I start from this point and compare all the elements which are to the left of two. I would see that five is exchanged with two. Similarly, since two is less than four I'll swap them and since two is also less than three, I'll swap them again. So what is the total number of comparisons I'm doing? Two is getting compared to five, then four, then three. So I'm doing a total number of three comparisons. Now my array looks like this.

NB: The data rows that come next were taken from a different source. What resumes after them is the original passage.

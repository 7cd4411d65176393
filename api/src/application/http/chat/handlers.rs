pub mod get_messages;
pub mod send_message;
pub mod start_session;

pub use get_messages::{__path_get_messages, get_messages};
pub use send_message::{__path_send_message, send_message};
pub use start_session::{__path_start_session, start_session};
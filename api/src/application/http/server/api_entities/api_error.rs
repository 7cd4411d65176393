use axum::{
    Json,
    extract::{FromRequest, Request, rejection::JsonRejection},
    http::StatusCode,
    response::{IntoResponse, Response},
};
use kurdmed_core::domain::common::entities::app_errors::CoreError;
use serde::{Deserialize, Serialize, de::DeserializeOwned};
use thiserror::Error;
use utoipa::ToSchema;
use validator::Validate;

#[derive(Debug, Clone, PartialEq, Eq, Error)]
pub enum ApiError {
    #[error("Bad request: {0}")]
    BadRequest(String),

    #[error("Unauthorized: {0}")]
    Unauthorized(String),

    #[error("Not found: {0}")]
    NotFound(String),

    #[error("Internal server error: {0}")]
    InternalServerError(String),

    #[error("Service unavailable: {0}")]
    ServiceUnavailable(String),
}

#[derive(Debug, Serialize, Deserialize, ToSchema, PartialEq, Eq)]
pub struct ApiErrorResponse {
    pub code: String,
    pub message: String,
    pub status: u16,
}

impl ApiError {
    fn parts(&self) -> (StatusCode, &'static str, &str) {
        match self {
            ApiError::BadRequest(message) => (StatusCode::BAD_REQUEST, "E_BAD_REQUEST", message),
            ApiError::Unauthorized(message) => {
                (StatusCode::UNAUTHORIZED, "E_UNAUTHORIZED", message)
            }
            ApiError::NotFound(message) => (StatusCode::NOT_FOUND, "E_NOT_FOUND", message),
            ApiError::InternalServerError(message) => (
                StatusCode::INTERNAL_SERVER_ERROR,
                "E_INTERNAL_SERVER_ERROR",
                message,
            ),
            ApiError::ServiceUnavailable(message) => (
                StatusCode::SERVICE_UNAVAILABLE,
                "E_SERVICE_UNAVAILABLE",
                message,
            ),
        }
    }
}

impl IntoResponse for ApiError {
    fn into_response(self) -> Response {
        let (status, code, message) = self.parts();

        let body = ApiErrorResponse {
            code: code.to_string(),
            message: message.to_string(),
            status: status.as_u16(),
        };

        (status, Json(body)).into_response()
    }
}

impl From<CoreError> for ApiError {
    fn from(error: CoreError) -> Self {
        match error {
            CoreError::Invalid => ApiError::BadRequest("Invalid input".to_string()),
            CoreError::ExternalServiceError(message) => ApiError::ServiceUnavailable(message),
            CoreError::StorageError(message) | CoreError::LocalizationError(message) => {
                ApiError::InternalServerError(message)
            }
        }
    }
}

/// JSON body extractor that runs `validator` rules before the handler.
pub struct ValidateJson<T>(pub T);

impl<T, S> FromRequest<S> for ValidateJson<T>
where
    T: DeserializeOwned + Validate,
    S: Send + Sync,
    Json<T>: FromRequest<S, Rejection = JsonRejection>,
{
    type Rejection = ApiError;

    async fn from_request(req: Request, state: &S) -> Result<Self, Self::Rejection> {
        let Json(value) = Json::<T>::from_request(req, state)
            .await
            .map_err(|rejection| ApiError::BadRequest(rejection.body_text()))?;

        value.validate().map_err(|errors| {
            let message = errors
                .field_errors()
                .into_iter()
                .flat_map(|(field, errors)| {
                    errors.iter().map(move |error| match &error.message {
                        Some(message) => message.to_string(),
                        None => format!("{} is invalid", field),
                    })
                })
                .collect::<Vec<_>>()
                .join(", ");
            ApiError::BadRequest(message)
        })?;

        Ok(ValidateJson(value))
    }
}

#[cfg(test)]
mod tests {
    use super::*;

    #[test]
    fn test_core_errors_map_to_status() {
        assert_eq!(
            ApiError::from(CoreError::Invalid).parts().0,
            StatusCode::BAD_REQUEST
        );
        assert_eq!(
            ApiError::from(CoreError::ExternalServiceError("down".to_string())).parts().0,
            StatusCode::SERVICE_UNAVAILABLE
        );
        assert_eq!(
            ApiError::from(CoreError::StorageError("disk".to_string())).parts().0,
            StatusCode::INTERNAL_SERVER_ERROR
        );
    }

    #[test]
    fn test_error_codes() {
        let error = ApiError::Unauthorized("sign in".to_string());
        let (status, code, message) = error.parts();
        assert_eq!(status, StatusCode::UNAUTHORIZED);
        assert_eq!(code, "E_UNAUTHORIZED");
        assert_eq!(message, "sign in");
    }
}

When I move to the last of my elements I would be again needing to compare it with all the elements to its left. So one would get compared to five and since one is less than five we would swap them. So this is one comparison. Now one will get compared to four and since one is less than four I would swap them. So that was my second comparison. Now my one will get compared to three and since one is less than three, again I will swap them. This was my third comparison and lastly my one will get compared to two and since one is less than two I'll swap them again. This was my fourth comparison. So in this particular iteration I did a total of four comparisons. So now if you observe carefully for any given array of length n here my n is equal to five. Since there are five elements in my array, my first iteration will have one comparison, my second iteration will have two number of comparisons, my third will have three and fourth will have four. So now for an array of length n, these number of

comparisons can be generalized and written in terms of n. Like this here I have four. So this basically reduces to n minus one because my n was five here, this three can be written as n minus two. Similarly I'll go on from n minus one, n minus two, n minus three and my number of comparisons will keep on decreasing till I reach a point where I'm doing two and one number of comparisons. Now let me just find the summation of all these total number of comparisons to calculate my time complexity. So here t of n will be written as one plus two plus three till n minus one. So you have seen this expression before. This is nothing but the sum of all natural numbers starting from one and going till n minus one. So you have already seen that this summation is equal to n minus one into n divided by two. This can be alternatively written as half of N square minus N. Now again, looking at this expression, you would see that I can ignore the half here since it is a constant. And I can also ignore the

N here since N square will always be greater than N. So basically my T of N gets reduced to theta of N square. So in conclusion, we can say that the time complexity of insertion sort is of the order of n square.

Video Recap

time complexity of the insertion sort algorithm
The speaker uses an example array of 5 elements to illustrate the number of comparisons needed in each iteration of the algorithm
The total number of comparisons for an array of length n can be generalized and written as $n - 1, n - 2, n - 3$ and so on until 1
The time complexity of the algorithm can be calculated by finding the summation of all these comparisons
The final time complexity of insertion sort is of the order of n square $(O (n^{2}))$

Erratum: At timestamp 04:58, the tome complexity should be O $(n^{2})$ and not theta $(n^{2})$

So, insertion sort again comes out to have a time complexity of O(N $^{2}$ ). However, it follows O(N) in the best case. So, if the array is almost sorted, i.e. it is nearer to the best case than the worst case, the insertion sort will have a time complexity somewhere between O(N $^{2}$ ) and O(N). It will be nearer to O(N) if the array is almost sorted, and nearer to O(N $^{2}$ ) if the array is arranged in the opposite order of our preference. For example, consider an array where all elements are in descending order, and you want to sort it in ascending order. In such a case, it will be closer to O(N $^{2}$ ). Watch the video below to understand this better.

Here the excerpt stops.